Screening of drugs in equine plasma using automated on-line solid-phase extraction coupled with liquid chromatography-tandem mass spectrometry.

The research article presents a quick method to screen for multiple types of drugs in horse blood plasma using liquid chromatography-tandem mass spectrometry (LC-MS-MS). This method is used for testing pre-race horse plasma samples for drug presence.

Methodology and Procedure

• The first step in this method involved protein precipitation from horse plasma samples by using acetonitrile.
• The samples then underwent centrifugation where the supernatant was injected into an automated on-line solid-phase extraction (SPE) system.
• This system was coupled to a triple quadrupole LC-MS-MS — a powerful tool used often in drug detection — which was placed in positive electrospray ionisation (+ESI) mode.
• The selected reaction monitoring (SRM) scan was then used to analyse the extracted compounds.
• For extraction and chromatographic separation of drug components, a polymeric extraction column and a reversed-phase C18 LC column were used respectively. Modified settings such as gradient elution aided in quicker analysis time.

Results and Validation

• The turnaround time for the entire process, inclusive of post-run and equilibration, was found to be a speedy 9.5 minutes.
• The procedure proved successful in detecting plasma samples fortified with 19 groups of drugs, including narcotic analgesics, local anesthetics, antipsychotics, bronchodilators, mucolytics, corticosteroids, sedatives, and tranquillizers.
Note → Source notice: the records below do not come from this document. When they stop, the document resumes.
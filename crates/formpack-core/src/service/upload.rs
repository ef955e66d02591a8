//! Upload service: aggregate, encode and post.

use crate::aggregate::{AggregationRequest, aggregate};
use crate::error::Result;
use crate::item::ItemSource;
use crate::policy::UploadPolicy;
use bytes::Bytes;
use formpack_multipart::{encode, encode_checked};
use std::future::Future;
use tracing::info;

/// Header name carrying the multipart content type.
pub const CONTENT_TYPE_HEADER: &str = "Content-Type";

/// Errors reported by a transport.
#[derive(Debug, thiserror::Error)]
pub enum TransportError {
    /// The remote service answered with a non-success status.
    #[error("HTTP {status}: {message}")]
    Status {
        /// HTTP status code.
        status: u16,
        /// Response body or reason.
        message: String,
    },

    /// The request could not be sent.
    #[error("Request failed: {0}")]
    Request(String),

    /// The response could not be parsed.
    #[error("Invalid response: {0}")]
    InvalidResponse(String),
}

/// An encoded request ready for an HTTP POST.
#[derive(Debug, Clone, PartialEq, Eq)]
pub struct PreparedRequest {
    /// Multipart body.
    pub body: Bytes,
    /// Request headers.
    pub headers: Vec<(String, String)>,
}

impl PreparedRequest {
    /// Returns a header value, matching the name case-insensitively.
    #[must_use]
    pub fn header(&self, name: &str) -> Option<&str> {
        self.headers
            .iter()
            .find(|(key, _)| key.eq_ignore_ascii_case(name))
            .map(|(_, value)| value.as_str())
    }

    /// Returns the `Content-Type` header.
    #[must_use]
    pub fn content_type(&self) -> Option<&str> {
        self.header(CONTENT_TYPE_HEADER)
    }
}

/// Sends a prepared request and returns the parsed JSON response.
pub trait Transport {
    /// Posts the request.
    fn post(
        &self,
        request: PreparedRequest,
    ) -> impl Future<Output = std::result::Result<serde_json::Value, TransportError>> + Send;
}

impl<T: Transport + ?Sized> Transport for &T {
    fn post(
        &self,
        request: PreparedRequest,
    ) -> impl Future<Output = std::result::Result<serde_json::Value, TransportError>> + Send {
        (**self).post(request)
    }
}

/// Aggregates files and encodes them into a request.
///
/// With [`UploadPolicy::scan_boundary`] set, the boundary is regenerated
/// until it does not occur in any payload.
///
/// # Errors
///
/// Returns any aggregation error, or a multipart error if no collision-free
/// boundary was found.
pub fn prepare_request<S: ItemSource + ?Sized>(
    source: &S,
    request: &AggregationRequest,
    policy: &UploadPolicy,
) -> Result<PreparedRequest> {
    let aggregated = aggregate(source, request, policy)?;
    let fields = aggregated.fields();

    let encoded = if policy.scan_boundary {
        encode_checked(&fields, &aggregated.files)?
    } else {
        encode(&fields, &aggregated.files)
    };

    info!(
        files = aggregated.files.len(),
        fields = fields.len(),
        body_size = encoded.bytes().len(),
        mode = %aggregated.parameters.mode,
        "Prepared multipart request"
    );

    let (body, content_type) = encoded.into_parts();
    Ok(PreparedRequest {
        body,
        headers: vec![(CONTENT_TYPE_HEADER.to_string(), content_type)],
    })
}

/// Prepares a request and posts it through `transport`.
///
/// # Errors
///
/// Returns any preparation error, or [`Error::Transport`](crate::Error::Transport)
/// if the transport fails.
pub async fn submit<T, S>(
    transport: &T,
    source: &S,
    request: &AggregationRequest,
    policy: &UploadPolicy,
) -> Result<serde_json::Value>
where
    T: Transport + ?Sized,
    S: ItemSource + ?Sized,
{
    let prepared = prepare_request(source, request, policy)?;
    let response = transport.post(prepared).await?;
    info!("Upload accepted");
    Ok(response)
}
These drugs could be detected even at extremely low concentrations of sub-parts per billion (ppb) to low parts per trillion (ppt).
• No significant matrix interference was observed at expected retention times of the targeted ion transitions, indicating the method’s specificity and accuracy.
• A notable feature of the study was that over 70% of the drugs being tested had detection limits at or below 100 picograms per milliliter (pg/mL), with some reaching detection limits as low as 19 pg/mL, showing the method’s remarkable sensitivity.
• The method was adequately validated for extraction recovery, precision, and sensitivity, and a blockage study was also conducted before its implementation.
• The research concluded that this quick and efficient method is suitable for regular screening of horse plasma samples for drug presence prior to races.